Admittedly, significant challenges remain, even if investment incentives are aligned to encourage sustainable development. To start, the fragmented and relatively weak environmental ministries of Eastern Europe must be strengthened through establishment of a single and coherent governance framework.
Concerted efforts to green the economy must also be paralleled with solid job creation. This is a difficult undertaking. While green jobs are straightforward in theory—invest in sustainability technologies, create jobs—this interaction is more complicated in practice. Increased economic competitiveness goes hand-in-hand with increased productivity; and, unless precautionary policies are set in place, increased productivity can ultimately drive down employment rates. As employment and productivity in much of Eastern Europe are already very low, the region faces the delicate challenge of raising productivity while also increasing employment. In the context of the EU Lisbon strategy, which aims to make the EU the “most competitive and dynamic knowledge-based economy in the world capable of sustainable economic growth with more and better jobs and greater social cohesion,”7 walking this balance could prove difficult.8 Even during the years before the financial crisis—years of relative economic improvement in the region—there was little visible effect on job creation.9
A related and equally daunting challenge is decoupling economic output from material use through new production processes and redesigned goods and services. Ideally, decoupling permits the economy to continue growing without breaching ecological limits or depleting natural resources. While progress has been demonstrated on relative decoupling by doing more with less—that is, a decline in ecological intensity per unit of output—absolute decoupling, in which resource impacts decline in absolute terms as economies grow, has remained elusive.

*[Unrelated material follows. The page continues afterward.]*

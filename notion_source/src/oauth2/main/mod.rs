mod core;
mod search;
mod utils;

pub use core::NotionOAuth;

This achievement will be no easy feat.
A strategy that embraces pursuit and growth of a green economy could, nonetheless, offer Eastern Europe a third choice—beyond the North-South dichotomy—out of the ballooning European financial crisis. While some low hanging fruits for relative decoupling do exist, Eastern Europe should push toward absolute decoupling of economy and resources, and this way rise from the rubble of communism as a new model of sustainable development.